イサクは長男エサウに祝福を授けようと、獲物を料理して持って来るようにと言った。それを聞いた母リベカは、弟ヤコブにこそ、その祝福をと画策した。視力の衰えているイサクを巧くだまして、イサクはヤコブをエサウだと思い込み、祝福を授けた。
そこにエサウが戻り、事の次第を知った。イサクは激しく身震いし、エサウは大声で泣き叫んだ。企みを知ったエサウは怒りに燃え、ヤコブを殺そうとした。そのためヤコブは家を出て、遠く伯父のもとへ身を寄せる事態となった。家族同士が争い、傷つけ合い、いがみ合い、家庭崩壊だ。
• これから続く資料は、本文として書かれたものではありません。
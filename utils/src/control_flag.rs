use std::sync::{
    Arc,
    atomic::{AtomicBool, Ordering},
};

#[derive(Debug, Clone, Copy, PartialEq, Eq)]
pub enum DownloadThreadControlFlag {
    Go,
    Stop,
}

/// Shared control flag checked by every worker between suspension points.
/// Setting it to Stop is the only cancellation mechanism; workers observe it
/// at the top of each retry loop and never start new work afterwards.
#[derive(Debug, Clone)]
pub struct DownloadThreadControl {
    inner: Arc<AtomicBool>,
}

impl DownloadThreadControl {
    pub fn new(flag: DownloadThreadControlFlag) -> Self {
        Self {
            inner: Arc::new(AtomicBool::new(flag == DownloadThreadControlFlag::Go)),
        }
    }

    pub fn get(&self) -> DownloadThreadControlFlag {
        if self.inner.load(Ordering::Acquire) {
            DownloadThreadControlFlag::Go
        } else {
            DownloadThreadControlFlag::Stop
        }
    }

    pub fn set(&self, flag: DownloadThreadControlFlag) {
        self.inner
            .store(flag == DownloadThreadControlFlag::Go, Ordering::Release);
    }

    pub fn is_stopped(&self) -> bool {
        self.get() == DownloadThreadControlFlag::Stop
    }
}

impl Default for DownloadThreadControl {
    fn default() -> Self {
        Self::new(DownloadThreadControlFlag::Go)
    }
}

#[cfg(test)]
mod tests {
    use super::*;

    #[test]
    fn flag_is_shared_between_clones() {
        let control = DownloadThreadControl::new(DownloadThreadControlFlag::Go);
        let other = control.clone();
        other.set(DownloadThreadControlFlag::Stop);
        assert!(control.is_stopped());
    }
}
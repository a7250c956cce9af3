use std::{
    collections::{BTreeMap, BTreeSet},
    fs,
    path::{Path, PathBuf},
    sync::Mutex,
    time::{Duration, Instant},
};

use chrono::{DateTime, Utc};
use log::{debug, warn};
use serde::{Deserialize, Serialize};
use types::{AppId, DepotId, DownloadError, ManifestId};
use utils::lock;

/// Minimum spacing between checkpoint writes during a run. Completion and
/// shutdown flushes bypass the throttle.
const SAVE_INTERVAL: Duration = Duration::from_secs(5);

#[derive(Debug, Clone, Default, Serialize, Deserialize)]
#[serde(rename_all = "camelCase")]
pub struct DepotResume {
    pub manifest_id: ManifestId,
    pub completed_chunk_ids: BTreeSet<String>,
    pub completed_files: BTreeSet<String>,
    pub bytes_downloaded: u64,
    pub total_bytes: u64,
    pub is_complete: bool,
}

#[derive(Debug, Clone, Serialize, Deserialize)]
#[serde(rename_all = "camelCase")]
pub struct ResumeState {
    pub app_id: AppId,
    pub branch: String,
    pub started_at: DateTime<Utc>,
    pub last_updated_at: DateTime<Utc>,
    pub depots: BTreeMap<DepotId, DepotResume>,
}

impl ResumeState {
    fn new(app_id: AppId, branch: &str) -> Self {
        let now = Utc::now();
        Self {
            app_id,
            branch: branch.to_string(),
            started_at: now,
            last_updated_at: now,
            depots: BTreeMap::new(),
        }
    }
}

/// JSON checkpoint of completed chunks and files, one per install directory,
/// allowing interrupted downloads to continue. Deleted on overall success.
pub struct ResumeStore {
    path: PathBuf,
    state: Mutex<ResumeState>,
    last_saved: Mutex<Instant>,
}

impl ResumeStore {
    /// Loads the checkpoint, discarding it when it belongs to a different
    /// `(app_id, branch)` run.
    pub fn load_or_create(install_dir: &Path, app_id: AppId, branch: &str) -> Self {
        let path = crate::config_dir(install_dir).join(crate::RESUME_FILE);
        let state = match fs::read(&path) {
            Ok(bytes) => match serde_json::from_slice::<ResumeState>(&bytes) {
                Ok(state)
                    if state.app_id == app_id && state.branch.eq_ignore_ascii_case(branch) =>
                {
                    debug!("resuming previous download state from {}", path.display());
                    state
                }
                Ok(_) => {
                    debug!("download state belongs to another app or branch, rebuilding");
                    ResumeState::new(app_id, branch)
                }
                Err(e) => {
                    warn!("download state was unreadable, rebuilding: {e}");
                    ResumeState::new(app_id, branch)
                }
            },
            Err(_) => ResumeState::new(app_id, branch),
        };
        Self {
            path,
            state: Mutex::new(state),
            last_saved: Mutex::new(Instant::now() - SAVE_INTERVAL),
        }
    }

    /// Prepares the depot entry for this run. A previous entry is honored
    /// only when it targets the same manifest; otherwise it is discarded.
    pub fn ensure_depot(&self, depot_id: DepotId, manifest_id: ManifestId, total_bytes: u64) {
        let mut state = lock!(self.state);
        let entry = state.depots.entry(depot_id).or_default();
        if entry.manifest_id != manifest_id {
            *entry = DepotResume::default();
            entry.manifest_id = manifest_id;
        }
        entry.total_bytes = total_bytes;
        entry.is_complete = false;
    }

    pub fn is_chunk_complete(&self, depot_id: DepotId, chunk_id: &str) -> bool {
        lock!(self.state)
            .depots
            .get(&depot_id)
            .is_some_and(|d| d.completed_chunk_ids.contains(chunk_id))
    }

    pub fn mark_chunk_complete(&self, depot_id: DepotId, chunk_id: &str, bytes: u64) {
        let mut state = lock!(self.state);
        let entry = state.depots.entry(depot_id).or_default();
        if entry.completed_chunk_ids.insert(chunk_id.to_string()) {
            // bytes_downloaded only ever grows within a run
            entry.bytes_downloaded += bytes;
        }
        drop(state);
        self.save_throttled();
    }

    /// Drops a stale completion claim, e.g. when on-disk validation found
    /// the bytes missing after an interrupted run.
    pub fn clear_chunk(&self, depot_id: DepotId, chunk_id: &str) {
        let mut state = lock!(self.state);
        if let Some(entry) = state.depots.get_mut(&depot_id) {
            entry.completed_chunk_ids.remove(chunk_id);
        }
    }

    pub fn mark_file_complete(&self, depot_id: DepotId, path: &str) {
        let mut state = lock!(self.state);
        let entry = state.depots.entry(depot_id).or_default();
        entry.completed_files.insert(path.to_string());
    }

    pub fn depot_complete(&self, depot_id: DepotId) {
        {
            let mut state = lock!(self.state);
            if let Some(entry) = state.depots.get_mut(&depot_id) {
                entry.is_complete = true;
            }
        }
        self.force_save();
    }

    pub fn save_throttled(&self) {
        {
            let mut last_saved = lock!(self.last_saved);
            if last_saved.elapsed() < SAVE_INTERVAL {
                return;
            }
            *last_saved = Instant::now();
        }
        self.write_to_disk();
    }

    pub fn force_save(&self) {
        *lock!(self.last_saved) = Instant::now();
        self.write_to_disk();
    }

    fn write_to_disk(&self) {
        let json = {
            let mut state = lock!(self.state);
            state.last_updated_at = Utc::now();
            serde_json::to_vec_pretty(&*state)
        };
        let result: Result<(), DownloadError> = (|| {
            if let Some(dir) = self.path.parent() {
                fs::create_dir_all(dir)?;
            }
            fs::write(&self.path, json.map_err(std::io::Error::other)?)?;
            Ok(())
        })();
        if let Err(e) = result {
            // checkpoint loss is recoverable; never fail the download over it
            warn!("failed to write download state: {e}");
        }
    }

    /// Removes the checkpoint after a fully successful run.
    pub fn delete(&self) {
        if let Err(e) = fs::remove_file(&self.path)
            && e.kind() != std::io::ErrorKind::NotFound
        {
            warn!("failed to remove download state: {e}");
        }
    }
}
pub mod agent;
pub mod fetch;
pub mod filter;
pub mod planner;
pub mod reconcile;

pub use agent::DepotDownloadAgent;
pub use fetch::ManifestFetcher;
pub use filter::InstallFilter;
pub use planner::{PlannedDepot, Planner};
pub use reconcile::{DepotWork, reconcile_depot};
どこに問題があったのか。父イサクは「兄が弟に仕える」との神の御心が示されていたのに、自らの肉の思いでエサウを偏愛した。リベカも、ヤコブが継ぐ事が御心なら、神を信じ、神の主権のもと、神がされる事を待っていればよかった。しかしヤコブを溺愛し、肉で動き、狡猾に画策し祝福を奪った。
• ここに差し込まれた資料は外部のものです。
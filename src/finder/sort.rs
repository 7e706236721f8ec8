//! Sort tokens and store-level sort specifications.

use std::fmt::Debug;

use serde::{Deserialize, Serialize};

/// Sort direction.
#[derive(Debug, Clone, Copy, PartialEq, Eq, Hash, Serialize, Deserialize)]
#[serde(rename_all = "lowercase")]
pub enum SortOrder {
    Asc,
    Desc,
}

impl SortOrder {
    pub fn parse(value: &str) -> Option<Self> {
        match value.trim().to_ascii_lowercase().as_str() {
            "asc" | "ascending" => Some(SortOrder::Asc),
            "desc" | "descending" => Some(SortOrder::Desc),
            _ => None,
        }
    }

    pub fn as_str(&self) -> &'static str {
        match self {
            SortOrder::Asc => "asc",
            SortOrder::Desc => "desc",
        }
    }
}

/// Field every sort falls back to when primary values tie.
pub const TIE_BREAK_FIELD: &str = "id";

/// Fully specified ordering: primary field and direction, then
/// [`TIE_BREAK_FIELD`] ascending.
#[derive(Debug, Clone, Copy, PartialEq, Eq, Serialize)]
pub struct SortSpec {
    pub field: &'static str,
    pub direction: SortOrder,
    pub tie_break: &'static str,
}

impl SortSpec {
    pub const fn new(field: &'static str, direction: SortOrder) -> Self {
        Self {
            field,
            direction,
            tie_break: TIE_BREAK_FIELD,
        }
    }

    pub const fn with_direction(self, direction: SortOrder) -> Self {
        Self { direction, ..self }
    }
}

/// A listing's closed set of sort intents.
///
/// `Default` must be the newest-first token; unknown and absent tokens
/// resolve to it.
pub trait SortToken: Copy + Eq + Debug + Default + Send + Sync + 'static {
    /// Every token, in display order.
    const ALL: &'static [Self];

    /// Wire name, e.g. `newest_first`.
    fn as_str(&self) -> &'static str;

    /// Field and natural direction.
    fn spec(&self) -> SortSpec;

    fn parse(token: &str) -> Option<Self> {
        let token = token.trim();
        Self::ALL
            .iter()
            .copied()
            .find(|t| t.as_str().eq_ignore_ascii_case(token))
    }
}

/// Resolves a raw token, favouring the default over an error.
pub fn resolve<S: SortToken>(token: Option<&str>) -> S {
    token.and_then(S::parse).unwrap_or_default()
}

/// Resolves a raw token straight to its sort specification.
#[cfg(test)]
pub fn resolve_spec<S: SortToken>(token: Option<&str>) -> SortSpec {
    resolve::<S>(token).spec()
}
ヤコブも神の計画を信じ、委ねるのでなく、母親に言われるがままに父をだまし、自力で奪い取った。エサウは長子の権利を豆の煮物と引き換えた。「長子の権利を売った俗悪な者」とあり、彼は長子の権を軽んじた。皆が、神を仰ぎ、従うのではなく、自己中心に、肉の思いで動き、招いた結果だった。親子、夫婦、兄弟関係に亀裂が入り、ぐちゃぐちゃだ。
神は大きなご計画の中で、これらすべてを益として行って下さったが、しかしここで学ぶ事ができる。肉で、自分の思いで動き、自分の力で遂げて行くのでなく、神の主権を認めて、神を待ち望み、委ねて歩む事がいかに祝福であり、どんなに大切かを。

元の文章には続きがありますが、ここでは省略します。